Shad, strange to say, was profoundly despised. In Puritan times they were fed to the hogs; in 1733 they sold two for a penny, and it was not at all "the thing" to eat them—or at least to be seen eating them! A story is told of a family in Hadley, Massachusetts, who were about to dine on a shad; and who, hearing a knock at the door, delayed opening it till shad and platter had been hustled out of sight.
"They have venison very plenty. They will sell as fine a haunch for half a crown as would cost full thirty shillings in England. Bread is much cheaper than we have in England, but is not near so good. Butter is very fine, and cheaper than ever I bought any in London; the best is sold all summer for threepence a pound. But as for cheese, it is neither cheap nor good."
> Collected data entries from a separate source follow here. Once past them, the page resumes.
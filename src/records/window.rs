use std::{fmt, str::FromStr};

use anyhow::anyhow;
use chrono::{DateTime, Datelike, Duration, NaiveDate, TimeZone};
use serde::{Deserialize, Serialize};

/// Time window applied on top of the text filter.
#[derive(Debug, Clone, Copy, Default, PartialEq, Eq, Serialize, Deserialize)]
#[serde(rename_all = "kebab-case")]
pub enum TimeWindow {
    All,
    #[default]
    Today,
    /// Monday through Sunday of the current week.
    ThisWeek,
}

impl TimeWindow {
    pub fn as_str(&self) -> &'static str {
        match self {
            TimeWindow::All => "all",
            TimeWindow::Today => "today",
            TimeWindow::ThisWeek => "this-week",
        }
    }

    /// Whether `at`, seen in `now`'s time zone, falls inside the window.
    pub fn contains<Tz: TimeZone>(&self, at: &DateTime<Tz>, now: &DateTime<Tz>) -> bool {
        let day = at.date_naive();
        let today = now.date_naive();
        match self {
            TimeWindow::All => true,
            TimeWindow::Today => day == today,
            TimeWindow::ThisWeek => week_start(day) == week_start(today),
        }
    }
}

/// Monday of the week containing `day`.
pub fn week_start(day: NaiveDate) -> NaiveDate {
    day - Duration::days(i64::from(day.weekday().num_days_from_monday()))
}

impl fmt::Display for TimeWindow {
    fn fmt(&self, f: &mut fmt::Formatter<'_>) -> fmt::Result {
        f.write_str(self.as_str())
    }
}

impl FromStr for TimeWindow {
    type Err = anyhow::Error;

    fn from_str(value: &str) -> Result<Self, Self::Err> {
        match value.trim().to_ascii_lowercase().as_str() {
            "all" => Ok(TimeWindow::All),
            "today" => Ok(TimeWindow::Today),
            "this-week" | "week" | "thisweek" => Ok(TimeWindow::ThisWeek),
            other => Err(anyhow!("unknown time window '{other}'")),
        }
    }
}

#[cfg(test)]
mod tests {
    use super::*;
    use chrono::{FixedOffset, Utc};

    fn at(s: &str) -> DateTime<Utc> {
        DateTime::parse_from_rfc3339(s).unwrap().with_timezone(&Utc)
    }

    #[test]
    fn weeks_start_on_monday() {
        // 2024-03-10 is a Sunday.
        let sunday = NaiveDate::from_ymd_opt(2024, 3, 10).unwrap();
        assert_eq!(week_start(sunday), NaiveDate::from_ymd_opt(2024, 3, 4).unwrap());
        let monday = NaiveDate::from_ymd_opt(2024, 3, 11).unwrap();
        assert_eq!(week_start(monday), monday);
    }

    #[test]
    fn today_compares_calendar_days() {
        let now = at("2024-03-13T12:00:00Z");
        assert!(TimeWindow::Today.contains(&at("2024-03-13T00:00:00Z"), &now));
        assert!(TimeWindow::Today.contains(&at("2024-03-13T23:59:59Z"), &now));
        assert!(!TimeWindow::Today.contains(&at("2024-03-12T23:59:59Z"), &now));
    }

    #[test]
    fn this_week_excludes_previous_sunday() {
        let now = at("2024-03-13T12:00:00Z"); // Wednesday
        assert!(TimeWindow::ThisWeek.contains(&at("2024-03-11T08:00:00Z"), &now));
        assert!(TimeWindow::ThisWeek.contains(&at("2024-03-17T20:00:00Z"), &now));
        assert!(!TimeWindow::ThisWeek.contains(&at("2024-03-10T20:00:00Z"), &now));
    }

    #[test]
    fn day_boundaries_follow_the_local_zone() {
        let tz = FixedOffset::west_opt(5 * 3600).unwrap();
        let now = at("2024-03-13T15:00:00Z").with_timezone(&tz);
        // 02:00 UTC on the 14th is still the evening of the 13th at UTC-5.
        let late = at("2024-03-14T02:00:00Z").with_timezone(&tz);
        assert!(TimeWindow::Today.contains(&late, &now));
    }

    #[test]
    fn parses_window_names() {
        assert_eq!("all".parse::<TimeWindow>().unwrap(), TimeWindow::All);
        assert_eq!("Today".parse::<TimeWindow>().unwrap(), TimeWindow::Today);
        assert_eq!("week".parse::<TimeWindow>().unwrap(), TimeWindow::ThisWeek);
        assert!("month".parse::<TimeWindow>().is_err());
    }
}
use super::Record;

/// The session's in-memory copy of one table, newest first.
///
/// Only three things change it: a finished load, a successful create
/// (prepended) and a successful delete (removed). Nothing is cached across
/// sessions.
#[derive(Debug, Clone)]
pub struct RecordList<R> {
    records: Vec<R>,
    loading: bool,
}

impl<R> Default for RecordList<R> {
    fn default() -> Self {
        Self::new()
    }
}

impl<R> RecordList<R> {
    /// Starts in the loading state; nothing has been fetched yet.
    pub fn new() -> Self {
        Self {
            records: Vec::new(),
            loading: true,
        }
    }

    pub fn begin_loading(&mut self) {
        self.loading = true;
    }

    pub fn finish_loading(&mut self, records: Vec<R>) {
        self.records = records;
        self.loading = false;
    }

    /// Clears the loading flag and leaves whatever was there before, which on
    /// first load is nothing.
    pub fn fail_loading(&mut self) {
        self.loading = false;
    }

    pub fn is_loading(&self) -> bool {
        self.loading
    }

    pub fn records(&self) -> &[R] {
        &self.records
    }

    pub fn len(&self) -> usize {
        self.records.len()
    }

    pub fn is_empty(&self) -> bool {
        self.records.is_empty()
    }
}

impl<R: Record> RecordList<R> {
    pub fn prepend(&mut self, record: R) {
        self.records.insert(0, record);
    }

    /// Returns whether anything was removed.
    pub fn remove(&mut self, id: &str) -> bool {
        let before = self.records.len();
        self.records.retain(|record| record.id() != id);
        self.records.len() != before
    }

    pub fn get(&self, id: &str) -> Option<&R> {
        self.records.iter().find(|record| record.id() == id)
    }

    pub fn contains(&self, id: &str) -> bool {
        self.get(id).is_some()
    }
}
And milk was one penny a quart!
But we shall see great changes before we finish our story. These were the years of plenty, of the fat kine and the full ears of corn. Eat your fill, Abigail! drink your milk while it is a penny a quart; the lean years are coming, when you will pinch and scrape and use all your wit and ability to feed and clothe your family, and will look back with a sigh on these full years of your childhood.
CHAPTER II
GIRLHOOD AND MARRIAGE
WE are told that Abigail Smith in her childhood and girlhood was "surrounded by people of learning and political sagacity." Who were some of these people? At home in Weymouth, there was her father, of course, "remarkably lively and animated in all his public performances," as we learn from his tombstone. Doubtless his company was stimulating to the bright little girl; perhaps he took her with him now and then on his trips to Boston or Hingham, when he went to preach or to buy "Flower"; and ministers and other godly folk often came to the parsonage. But probably at her grandparents' home she saw even more people of learning and political sagacity. The Quincy clan itself made a goodly fellowship of cultivated men and women. The Hancocks lived near by. John Hancock was a boy of seven when Abigail was born. In the year 1755, when she was eleven, he was a lad of eighteen; had graduated the year before from Harvard College and had already begun a brilliant mercantile career. John was handsome and always fond of good clothes and gay colors. We have no description of his youthful costumes, but we know that one day in later life he wore "a red velvet cap within which was one of fine linen, the last turned up two or three inches over the lower edge of the velvet. He also wore a blue damask gown lined with velvet, a white stock, a white satin embroidered waistcoat, black satin small-clothes, white silk stockings and red morocco slippers."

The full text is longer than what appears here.